Meeting of the Parliament 23 May 2018

23 May 2018 · S5 · Meeting of the Parliament
Item of business
Education (Subject Choices)

Thank you, Presiding Officer. I had not forgotten, and I rise to move the amendment in my name.

This is an important issue, but it is not a new one. The narrowing of the curriculum and the fall in attainment in S4 was raised by Kezia Dugdale in May 2015 at First Minister’s questions and again in June of the same year. The evidence, which has been meticulously gathered from official sources and collated and analysed by Jim Scott, existed even then. However, the First Minister chose not to listen. She tried to suggest that Professor Scott did not know the difference between enrolments and pupil numbers. She wrote the whole thing off as “constant SNP bashing.” However, it was not, and three years on, the evidence has mounted on narrowing of the curriculum in our schools.

The number of schools allowing pupils to study more than six subjects in S4 has fallen to 43 per cent, and only 11 per cent now allow eight subjects. The numbers are stark, but so are the consequences: that narrowing of the curriculum is pushing some subjects out of schools altogether. Nothing will convince me that that was an intended consequence of the great education debate or of curriculum for excellence.

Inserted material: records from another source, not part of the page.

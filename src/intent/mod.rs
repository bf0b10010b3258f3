//! Query intent resolution
//!
//! Determines what a user utterance asks for: a candidate place name plus
//! whether weather and/or attractions are wanted. The heuristic resolver
//! is always available; a model-based one can be layered on top and falls
//! back to the heuristic on any failure.

pub mod llm;
pub mod patterns;

use anyhow::Result;
use async_trait::async_trait;

use crate::models::Turn;

/// Keywords that flag a weather request
const WEATHER_KEYWORDS: &[&str] = &[
    "weather",
    "temperature",
    "temp",
    "climate",
    "forecast",
    "hot",
    "cold",
    "rain",
];

/// Keywords that flag an attractions request
const PLACES_KEYWORDS: &[&str] = &[
    "place",
    "places",
    "attraction",
    "attractions",
    "visit",
    "see",
    "tourist",
    "tourism",
    "plan",
    "trip",
    "things to do",
    "sightseeing",
];

/// Structured extraction of one utterance.
#[derive(Debug, Clone, Default, PartialEq, Eq)]
pub struct Intent {
    /// Candidate place name, title-cased
    pub place: Option<String>,
    /// Whether weather information was requested
    pub needs_weather: bool,
    /// Whether attractions were requested
    pub needs_places: bool,
}

impl Intent {
    /// True iff a non-empty place candidate was produced.
    #[must_use]
    pub fn place_exists(&self) -> bool {
        self.place.as_deref().is_some_and(|place| !place.is_empty())
    }
}

/// Flags whether weather and/or attractions are requested.
///
/// Plain substring membership over the lowercased text; a keyword trips
/// its flag in any context, negated or not.
#[must_use]
pub fn classify(text: &str) -> (bool, bool) {
    let lower = text.to_lowercase();
    let needs_weather = WEATHER_KEYWORDS.iter().any(|keyword| lower.contains(keyword));
    let needs_places = PLACES_KEYWORDS.iter().any(|keyword| lower.contains(keyword));
    (needs_weather, needs_places)
}

/// Turns an utterance (plus the conversation so far) into an [`Intent`].
///
/// The history ends with the user turn currently being interpreted.
#[async_trait]
pub trait IntentResolver: Send + Sync {
    async fn resolve(&self, utterance: &str, history: &[Turn]) -> Result<Intent>;
}

/// Asks one short question when no destination could be determined.
#[async_trait]
pub trait Clarifier: Send + Sync {
    async fn respond(&self, utterance: &str, history: &[Turn]) -> Result<String>;
}

/// Heuristic resolver: regex place extraction plus keyword classification.
#[derive(Debug, Clone, Copy, Default)]
pub struct PatternResolver;

impl PatternResolver {
    /// Infallible extraction used both directly and as the fallback path.
    #[must_use]
    pub fn extract(&self, utterance: &str) -> Intent {
        let (needs_weather, needs_places) = classify(utterance);
        Intent {
            place: patterns::extract_place(utterance),
            needs_weather,
            needs_places,
        }
    }
}

#[async_trait]
impl IntentResolver for PatternResolver {
    async fn resolve(&self, utterance: &str, _history: &[Turn]) -> Result<Intent> {
        Ok(self.extract(utterance))
    }
}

As Liz Smith said, modern languages are being particularly badly affected. It is no coincidence that last year the number of young people who gained a language qualification was 50 per cent lower than the number who did so in 2007. Gaelic, to which all of us in Parliament committed our support only a couple of weeks ago, was one of the subjects that Professor Scott identified as being at risk years ago.

This time, the education secretary has countered with an amendment of positive statistics that are true, but which hide, rather than contradict, the problem. High-achieving pupils who are going to do five or six highers will still do five or six highers; the point is that they will be choosing those highers from a narrower S4 base and their chances of doing three sciences or two modern languages are being undermined, or even denied in some schools, which has a knock-on effect on university course choice.

As for the rather contrived statistic in the Government amendment about the faster increase in

“the proportion of young people in the most deprived areas getting one or more qualifications at ... levels 4, 5 and 6”,

it is true, but it is driven largely by the fact that more pupils at the wealthier end move on to level 7 qualifications.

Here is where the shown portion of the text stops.